In August 1891, a young physician named Arthur Conan Doyle made an impulsive decision to travel to Berlin to attend a much-anticipated lecture on tuberculosis by the renowned scientist Robert Koch. The two men had much in common, as author Thomas Goetz points out in his fascinating new book, The Remedy: Robert Koch, Arthur Conan Doyle, and the Quest to Cure Tuberculosis. Ambitious and frustrated by the confines of small-town medical practice, both were part of the exciting landscape of late-19th-century breakthroughs in science and medicine. Tuberculosis, that ubiquitous scourge of 19th-century life, would play a major role in the lives of both men.
Koch had already found his path from obscurity to fame, beginning with his discovery of Bacillus anthracis in 1876. He then took on wound infections and developed scientific protocols for determining infectious agents. In 1882, firmly ensconced as the head of his own lab, he triumphantly discovered the bacteria that caused tuberculosis.
Koch would eventually be awarded the Nobel Prize for Medicine in 1905, five years before his death. Conan Doyle, whose first wife succumbed to tuberculosis, was equally driven and inspired by the process of discovery, though his path took him away from medicine and into the realm of literature.

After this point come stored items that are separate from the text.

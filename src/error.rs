//! Error Types
//!
//! Typed errors for the agentlab library surface. The bootstrap path
//! deliberately has no failure mode (missing files and keys are
//! normal states with guidance output); these errors serve the
//! library functions the demos call directly.

use thiserror::Error;

/// Errors produced by agentlab library functions.
#[non_exhaustive]
#[derive(Debug, Error)]
pub enum AgentLabError {
    /// Invalid or unusable configuration (bad log level, bad paths).
    #[error("configuration error: {0}")]
    Configuration(String),

    /// The API credential is missing or unusable.
    #[error("API key error: {0}")]
    ApiKey(String),

    /// Input failed validation.
    #[error("validation error: {0}")]
    Validation(String),

    /// A file could not be read or written.
    #[error("file operation failed: {0}")]
    FileOperation(String),
}
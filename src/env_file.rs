//! Env File Loader
//!
//! Parses `.env`-style configuration files (`KEY=VALUE` per line,
//! `#` comments) and binds the pairs into the process environment.
//! Malformed lines are skipped, not errors; the bootstrap treats the
//! file as best-effort input.

use std::path::Path;

use regex::Regex;
use tracing::debug;

use crate::error::AgentLabError;
use crate::types::EnvFileReport;

/// A parsed configuration file: assignments in file order plus the
/// count of lines that could not be parsed.
#[derive(Debug, Default)]
pub struct ParsedEnv {
    pub entries: Vec<(String, String)>,
    pub skipped_lines: usize,
}

/// Parse `KEY=VALUE` lines from a string.
///
/// Blank lines and `#` comments are ignored. An optional `export `
/// prefix is accepted. Values may be wrapped in matching single or
/// double quotes. The last assignment of a key wins, as it would
/// when sourcing the file in a shell. Anything else counts as a
/// skipped line.
pub fn parse_env_str(contents: &str) -> ParsedEnv {
    let mut parsed = ParsedEnv::default();

    for raw in contents.lines() {
        let line = raw.trim();
        if line.is_empty() || line.starts_with('#') {
            continue;
        }

        let line = line
            .strip_prefix("export ")
            .map(str::trim_start)
            .unwrap_or(line);

        let Some((key, value)) = line.split_once('=') else {
            parsed.skipped_lines += 1;
            continue;
        };

        let key = key.trim();
        if !is_valid_key(key) {
            parsed.skipped_lines += 1;
            continue;
        }

        let value = unquote(value.trim()).to_string();

        // Last assignment wins.
        if let Some(entry) = parsed.entries.iter_mut().find(|(k, _)| k == key) {
            entry.1 = value;
        } else {
            parsed.entries.push((key.to_string(), value));
        }
    }

    parsed
}

/// Load a configuration file and bind its pairs into the process
/// environment.
///
/// Variables already present in the parent environment are left
/// untouched. Returns a report of what was bound and skipped.
pub fn load_env_file(path: &Path) -> Result<EnvFileReport, AgentLabError> {
    let contents = std::fs::read_to_string(path).map_err(|e| {
        AgentLabError::FileOperation(format!("could not read {}: {}", path.display(), e))
    })?;

    let parsed = parse_env_str(&contents);
    if parsed.skipped_lines > 0 {
        debug!(
            "Skipped {} unparseable line(s) in {}",
            parsed.skipped_lines,
            path.display()
        );
    }

    let mut report = EnvFileReport {
        path: path.display().to_string(),
        skipped_lines: parsed.skipped_lines,
        ..Default::default()
    };

    for (key, value) in &parsed.entries {
        if std::env::var_os(key).is_some() {
            report.vars_preexisting += 1;
        } else {
            std::env::set_var(key, value);
            report.vars_set += 1;
        }
    }

    debug!(
        "Loaded {}: {} set, {} already present",
        path.display(),
        report.vars_set,
        report.vars_preexisting
    );
    Ok(report)
}

/// Valid environment variable names: `[A-Za-z_][A-Za-z0-9_]*`.
fn is_valid_key(key: &str) -> bool {
    Regex::new(r"^[A-Za-z_][A-Za-z0-9_]*$")
        .map(|re| re.is_match(key))
        .unwrap_or(false)
}

/// Strip one pair of matching surrounding quotes, if present.
fn unquote(value: &str) -> &str {
    let bytes = value.as_bytes();
    if bytes.len() >= 2 {
        let (first, last) = (bytes[0], bytes[bytes.len() - 1]);
        if first == last && (first == b'"' || first == b'\'') {
            return &value[1..value.len() - 1];
        }
    }
    value
}
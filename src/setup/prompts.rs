//! Prompts
//!
//! Interactive terminal prompts for `agentlab --init`.
//! Uses the `dialoguer` crate for input handling.

use anyhow::Result;
use colored::Colorize;
use dialoguer::Input;

/// Prompt the user for an optional value. Returns an empty string
/// when the user just presses Enter.
pub fn prompt_optional(label: &str) -> Result<String> {
    let value: String = Input::new()
        .with_prompt(format!("  {} {}", "\u{2192}".cyan(), label.white()))
        .allow_empty(true)
        .interact_text()?;

    Ok(value.trim().to_string())
}
//! Project configuration.
//!
//! A config file holds one or more *syrups*: named bundles of settings
//! pointing at a dbt project. A run picks one syrup (by flag or by the
//! file's default) and flattens it into [`ProjectSettings`].

use std::fs;
use std::path::{Path, PathBuf};
use std::time::Duration;

use serde::Deserialize;

use crate::errors::{SugarError, SugarResult};
use crate::indexer::descriptors::DescriptionReuse;
use crate::indexer::filesystem::ExclusionPolicy;

pub const DEFAULT_CONFIG_FILE: &str = "sugar_config.yml";
pub const DEFAULT_TEST_TIMEOUT_SECS: u64 = 600;

fn default_true() -> bool {
    true
}

fn default_test_command() -> Vec<String> {
    ["dbt", "test", "--models"].iter().map(|s| s.to_string()).collect()
}

fn default_test_timeout() -> u64 {
    DEFAULT_TEST_TIMEOUT_SECS
}

#[derive(Clone, Debug, Default, Deserialize)]
pub struct Defaults {
    #[serde(default)]
    pub syrup: Option<String>,
}

#[derive(Clone, Debug, Deserialize)]
pub struct DbtProjectConfig {
    pub name: String,
    pub path: PathBuf,
    #[serde(default)]
    pub excluded_models: Vec<String>,
    #[serde(default)]
    pub excluded_folders: Vec<String>,
    /// SQLite database holding the project's built models.
    #[serde(default)]
    pub database: Option<PathBuf>,
    #[serde(default)]
    pub schema: Option<String>,
}

#[derive(Clone, Debug, Deserialize)]
pub struct Syrup {
    pub name: String,
    #[serde(default)]
    pub dbt_projects: Vec<DbtProjectConfig>,
    #[serde(default = "default_true")]
    pub always_enforce_tests: bool,
    #[serde(default = "default_true")]
    pub always_add_tags: bool,
    #[serde(default)]
    pub description_reuse: DescriptionReuse,
    #[serde(default = "default_test_command")]
    pub test_command: Vec<String>,
    #[serde(default = "default_test_timeout")]
    pub test_timeout_secs: u64,
}

#[derive(Clone, Debug, Deserialize)]
pub struct SugarConfig {
    #[serde(default)]
    pub defaults: Defaults,
    #[serde(default)]
    pub syrups: Vec<Syrup>,
    /// Directory relative project paths are resolved against.
    #[serde(skip)]
    base_dir: PathBuf,
}

impl SugarConfig {
    pub fn load(path: &Path) -> SugarResult<Self> {
        if !path.is_file() {
            return Err(SugarError::Config(format!(
                "config file {} not found",
                path.display()
            )));
        }
        let source = fs::read_to_string(path)?;
        let base_dir = path
            .parent()
            .map(Path::to_path_buf)
            .unwrap_or_default();
        tracing::debug!(path = %path.display(), "loading config");
        Self::parse(&source, base_dir)
    }

    pub fn parse(source: &str, base_dir: PathBuf) -> SugarResult<Self> {
        let mut config: Self = serde_yaml::from_str(source)?;
        config.base_dir = base_dir;
        Ok(config)
    }

    /// Pick a syrup and flatten it with its single dbt project.
    pub fn select(&self, syrup: Option<&str>) -> SugarResult<ProjectSettings> {
        let name = syrup
            .or(self.defaults.syrup.as_deref())
            .ok_or(SugarError::NoSyrupProvided)?;
        let syrup = self
            .syrups
            .iter()
            .find(|s| s.name == name)
            .ok_or_else(|| SugarError::SyrupNotFound(name.to_string()))?;

        let project = match syrup.dbt_projects.as_slice() {
            [] => return Err(SugarError::MissingDbtProjects(syrup.name.clone())),
            [project] => project,
            _ => return Err(SugarError::MultipleDbtProjects(syrup.name.clone())),
        };

        let project_dir = self.resolve(&project.path);
        tracing::info!(syrup = %syrup.name, project = %project.name, dir = %project_dir.display(), "syrup selected");
        Ok(ProjectSettings {
            syrup: syrup.name.clone(),
            project_name: project.name.clone(),
            project_dir,
            excluded_models: project.excluded_models.clone(),
            excluded_folders: project.excluded_folders.clone(),
            database: project.database.as_deref().map(|p| self.resolve(p)),
            schema: project.schema.clone(),
            always_enforce_tests: syrup.always_enforce_tests,
            always_add_tags: syrup.always_add_tags,
            description_reuse: syrup.description_reuse,
            test_command: syrup.test_command.clone(),
            test_timeout: Duration::from_secs(syrup.test_timeout_secs),
        })
    }

    fn resolve(&self, path: &Path) -> PathBuf {
        if path.is_absolute() {
            path.to_path_buf()
        } else {
            self.base_dir.join(path)
        }
    }
}

/// Everything a run needs to know about the selected project.
#[derive(Clone, Debug, PartialEq)]
pub struct ProjectSettings {
    pub syrup: String,
    pub project_name: String,
    pub project_dir: PathBuf,
    pub excluded_models: Vec<String>,
    pub excluded_folders: Vec<String>,
    pub database: Option<PathBuf>,
    pub schema: Option<String>,
    pub always_enforce_tests: bool,
    pub always_add_tags: bool,
    pub description_reuse: DescriptionReuse,
    pub test_command: Vec<String>,
    pub test_timeout: Duration,
}

impl ProjectSettings {
    /// Settings for a bare project directory with every default applied.
    pub fn for_project(project_dir: PathBuf) -> Self {
        Self {
            syrup: String::new(),
            project_name: String::new(),
            project_dir,
            excluded_models: Vec::new(),
            excluded_folders: Vec::new(),
            database: None,
            schema: None,
            always_enforce_tests: true,
            always_add_tags: true,
            description_reuse: DescriptionReuse::default(),
            test_command: default_test_command(),
            test_timeout: Duration::from_secs(DEFAULT_TEST_TIMEOUT_SECS),
        }
    }

    /// `--no-ask-tests` / `--no-ask-tags` turn the syrup switches off.
    pub fn apply_cli_overrides(&mut self, no_ask_tests: bool, no_ask_tags: bool) {
        if no_ask_tests {
            self.always_enforce_tests = false;
        }
        if no_ask_tags {
            self.always_add_tags = false;
        }
    }

    pub fn exclusion_policy(&self) -> SugarResult<ExclusionPolicy> {
        ExclusionPolicy::new(&self.excluded_folders, &self.excluded_models)
    }

    /// Schema to look tables up in; SQLite's primary schema by default.
    pub fn schema(&self) -> &str {
        self.schema.as_deref().unwrap_or(crate::connectors::sqlite::DEFAULT_SCHEMA)
    }
}
//! Documentation and test coverage of models and projects.

use std::collections::HashMap;
use std::fmt::Write as _;
use std::path::PathBuf;

use indexmap::IndexMap;
use serde::Serialize;

use crate::errors::SugarResult;
use crate::indexer::descriptors::DescriptorIndex;
use crate::models::{DescriptorFile, COLUMN_NOT_DOCUMENTED};
use crate::store::yaml::read_descriptor;

/// Columns of `model` with a real description, in document order.
pub fn documented_columns(content: &DescriptorFile, model: &str) -> Vec<String> {
    content
        .model(model)
        .map(|entry| {
            entry
                .columns
                .iter()
                .filter(|c| c.is_documented())
                .map(|c| c.name.clone())
                .collect()
        })
        .unwrap_or_default()
}

/// Columns of `model` with a missing, blank or placeholder description.
pub fn undocumented_columns(content: &DescriptorFile, model: &str) -> Vec<String> {
    content
        .model(model)
        .map(|entry| {
            entry
                .columns
                .iter()
                .filter(|c| !c.is_documented())
                .map(|c| c.name.clone())
                .collect()
        })
        .unwrap_or_default()
}

/// Share of covered items, rounded to one decimal. Zero items is `0.0`.
pub fn coverage_percentage(misses: usize, total: usize) -> f64 {
    if total == 0 {
        return 0.0;
    }
    let ratio = 1.0 - misses as f64 / total as f64;
    (ratio * 1000.0).round() / 10.0
}

// ---------------------------------------------------------------------------
// Reports
// ---------------------------------------------------------------------------

#[derive(Clone, Debug, PartialEq, Serialize)]
pub struct Coverage {
    pub percentage: f64,
    pub missing: Vec<String>,
}

impl Coverage {
    fn from_missing(missing: Vec<String>, total: usize) -> Self {
        Self {
            percentage: coverage_percentage(missing.len(), total),
            missing,
        }
    }
}

#[derive(Clone, Debug, PartialEq, Serialize)]
pub struct ModelAudit {
    pub model: String,
    /// `None` when the model's entry lists no column.
    pub documentation: Option<Coverage>,
    /// `None` when the index has no entry for the model.
    pub tests: Option<Coverage>,
}

#[derive(Clone, Debug, PartialEq, Serialize)]
pub struct ProjectAudit {
    pub documentation: IndexMap<String, f64>,
    pub documentation_total: f64,
    pub tests: IndexMap<String, f64>,
    pub tests_total: f64,
}

pub fn audit_model(content: &DescriptorFile, model: &str, index: &DescriptorIndex) -> ModelAudit {
    let undocumented = undocumented_columns(content, model);
    let total = undocumented.len() + documented_columns(content, model).len();
    let documentation = (total > 0).then(|| Coverage::from_missing(undocumented, total));

    let tests = index.model_tests(model).filter(|c| !c.is_empty()).map(|columns| {
        let untested: Vec<String> = columns
            .iter()
            .filter(|c| c.tests.is_empty())
            .map(|c| c.name.clone())
            .collect();
        Coverage::from_missing(untested, columns.len())
    });
    if tests.is_none() {
        tracing::info!(model, "no documentation entry for this model; run `doc` first");
    }

    ModelAudit {
        model: model.to_string(),
        documentation,
        tests,
    }
}

/// Per-model and overall coverage of every indexed model.
///
/// The overall documentation figure is taken over the index's column
/// descriptions, so a column name shared by several models counts once.
pub fn audit_project(index: &DescriptorIndex) -> SugarResult<ProjectAudit> {
    let mut documents: HashMap<PathBuf, DescriptorFile> = HashMap::new();
    let mut documentation = IndexMap::new();
    for (model, path) in index.models() {
        if !documents.contains_key(path) {
            documents.insert(path.clone(), read_descriptor(path)?);
        }
        let Some(content) = documents.get(path) else {
            continue;
        };
        let misses = undocumented_columns(content, model).len();
        let total = misses + documented_columns(content, model).len();
        documentation.insert(model.clone(), coverage_percentage(misses, total));
    }

    let descriptions = index.column_descriptions();
    let undocumented = descriptions
        .values()
        .filter(|d| d.as_str() == COLUMN_NOT_DOCUMENTED)
        .count();
    let documentation_total = coverage_percentage(undocumented, descriptions.len());

    let mut tests = IndexMap::new();
    let (mut untested, mut columns) = (0usize, 0usize);
    for (model, entries) in index.all_model_tests() {
        let misses = entries.iter().filter(|c| c.tests.is_empty()).count();
        untested += misses;
        columns += entries.len();
        tests.insert(model.clone(), coverage_percentage(misses, entries.len()));
    }

    Ok(ProjectAudit {
        documentation,
        documentation_total,
        tests,
        tests_total: coverage_percentage(untested, columns),
    })
}

// ---------------------------------------------------------------------------
// Rendering
// ---------------------------------------------------------------------------

fn percent(value: f64) -> String {
    format!("{value:.1}")
}

/// Right-aligned two-column table.
pub fn render_table(title: &str, headers: [&str; 2], rows: &[(String, String)]) -> String {
    let left = rows
        .iter()
        .map(|(l, _)| l.len())
        .chain([headers[0].len()])
        .max()
        .unwrap_or(0);
    let right = rows
        .iter()
        .map(|(_, r)| r.len())
        .chain([headers[1].len()])
        .max()
        .unwrap_or(0);

    let mut out = String::new();
    let _ = writeln!(out, "{title:^width$}", width = left + right + 3);
    let _ = writeln!(out, " {:>left$}   {:>right$}", headers[0], headers[1]);
    let _ = writeln!(out, " {}   {}", "-".repeat(left), "-".repeat(right));
    for (l, r) in rows {
        let _ = writeln!(out, " {l:>left$}   {r:>right$}");
    }
    out
}

/// Listed items followed by a blank row and the total; a fully covered
/// model shows `None`.
fn listing_rows(coverage: &Coverage) -> Vec<(String, String)> {
    let mut rows: Vec<(String, String)> = if coverage.missing.is_empty() {
        vec![("None".to_string(), String::new())]
    } else {
        coverage
            .missing
            .iter()
            .map(|c| (c.clone(), String::new()))
            .collect()
    };
    rows.push((String::new(), String::new()));
    rows.push(("Total".to_string(), percent(coverage.percentage)));
    rows
}

fn summary_rows(per_model: &IndexMap<String, f64>, total: f64) -> Vec<(String, String)> {
    let mut rows: Vec<(String, String)> = per_model
        .iter()
        .map(|(model, value)| (model.clone(), percent(*value)))
        .collect();
    rows.push((String::new(), String::new()));
    rows.push(("Total".to_string(), percent(total)));
    rows
}

impl ModelAudit {
    pub fn render(&self) -> String {
        let mut out = String::new();
        if let Some(documentation) = &self.documentation {
            out.push_str(&render_table(
                "Documentation Coverage",
                ["Undocumented Columns", "% coverage"],
                &listing_rows(documentation),
            ));
        }
        if let Some(tests) = &self.tests {
            out.push('\n');
            out.push_str(&render_table(
                "Test Coverage",
                ["Untested Columns", "% coverage"],
                &listing_rows(tests),
            ));
        }
        out
    }
}

impl ProjectAudit {
    pub fn render(&self) -> String {
        let mut out = render_table(
            "Documentation Coverage",
            ["Model Name", "% coverage"],
            &summary_rows(&self.documentation, self.documentation_total),
        );
        out.push('\n');
        out.push_str(&render_table(
            "Test Coverage",
            ["Model Name", "% coverage"],
            &summary_rows(&self.tests, self.tests_total),
        ));
        out
    }
}

#[cfg(test)]
mod tests {
    use super::*;
    use crate::indexer::filesystem::ExclusionPolicy;
    use std::fs;
    use tempfile::TempDir;

    const CONTENT: &str = "\
models:
  - name: my_first_dbt_model
    columns:
      - name: id
        description: No description for this column.
        tests: [unique, not_null]
      - name: answer
        description: The answer.
      - name: question
        description: ''
";

    #[test]
    fn test_coverage_percentage() {
        assert_eq!(coverage_percentage(0, 0), 0.0);
        assert_eq!(coverage_percentage(1, 3), 66.7);
        assert_eq!(coverage_percentage(0, 4), 100.0);
        assert_eq!(coverage_percentage(4, 4), 0.0);
    }

    #[test]
    fn test_documented_and_undocumented_columns() {
        let content: DescriptorFile = serde_yaml::from_str(CONTENT).unwrap();
        assert_eq!(documented_columns(&content, "my_first_dbt_model"), vec!["answer"]);
        assert_eq!(
            undocumented_columns(&content, "my_first_dbt_model"),
            vec!["id", "question"]
        );
        assert!(documented_columns(&content, "missing").is_empty());
    }

    fn indexed_project() -> (TempDir, DescriptorIndex) {
        let dir = TempDir::new().unwrap();
        let models = dir.path().join("models");
        fs::create_dir_all(&models).unwrap();
        fs::write(models.join("schema.yml"), CONTENT).unwrap();
        fs::write(
            models.join("other.yml"),
            "models:\n  - name: second\n    columns:\n      - name: answer\n        description: The answer.\n        tests: [not_null]\n",
        )
        .unwrap();
        let index = DescriptorIndex::build(dir.path(), &ExclusionPolicy::default()).unwrap();
        (dir, index)
    }

    #[test]
    fn test_audit_model() {
        let (dir, index) = indexed_project();
        let content = read_descriptor(&dir.path().join("models/schema.yml")).unwrap();
        let audit = audit_model(&content, "my_first_dbt_model", &index);

        let documentation = audit.documentation.clone().unwrap();
        assert_eq!(documentation.percentage, 33.3);
        assert_eq!(documentation.missing, vec!["id", "question"]);
        let tests = audit.tests.clone().unwrap();
        assert_eq!(tests.percentage, 33.3);
        assert_eq!(tests.missing, vec!["answer", "question"]);

        let rendered = audit.render();
        assert!(rendered.contains("Documentation Coverage"));
        assert!(rendered.contains("Total"));
        assert!(rendered.contains("33.3"));
    }

    #[test]
    fn test_audit_project() {
        let (_dir, index) = indexed_project();
        let audit = audit_project(&index).unwrap();
        assert_eq!(audit.documentation["my_first_dbt_model"], 33.3);
        assert_eq!(audit.documentation["second"], 100.0);
        assert_eq!(audit.tests["second"], 100.0);
        assert_eq!(audit.tests_total, 50.0);
        // id, answer, question: only answer is documented.
        assert_eq!(audit.documentation_total, 33.3);

        let json = serde_json::to_value(&audit).unwrap();
        assert_eq!(json["tests_total"], 50.0);
    }

    #[test]
    fn test_render_table_alignment() {
        let rendered = render_table(
            "Test Coverage",
            ["Model Name", "% coverage"],
            &[("a".to_string(), "100.0".to_string())],
        );
        let lines: Vec<&str> = rendered.lines().collect();
        assert_eq!(lines[1], " Model Name   % coverage");
        assert_eq!(lines[3], "          a        100.0");
    }
}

Goetz weaves together a compelling narrative, chronicling the struggle to find the causes and cures for some of the most ferocious diseases that have stalked humans (and animals) through time: cholera, smallpox, anthrax and tuberculosis. In The Remedy we meet not just Koch and Doyle, but Louis Pasteur, whose public feud with Koch about anthrax helped to energize scientific breakthroughs in both men’s labs.
Perhaps most importantly, The Remedy reminds us of how far we have come, and how much we take for granted in modern medicine. Tuberculosis is still very much with us. Just as we thought we had bested the bacterium, multi-drug-resistant TB has emerged. As Goetz reminds us, in the end, “The bacteria precede us. They outnumber us. And they will outlast us.”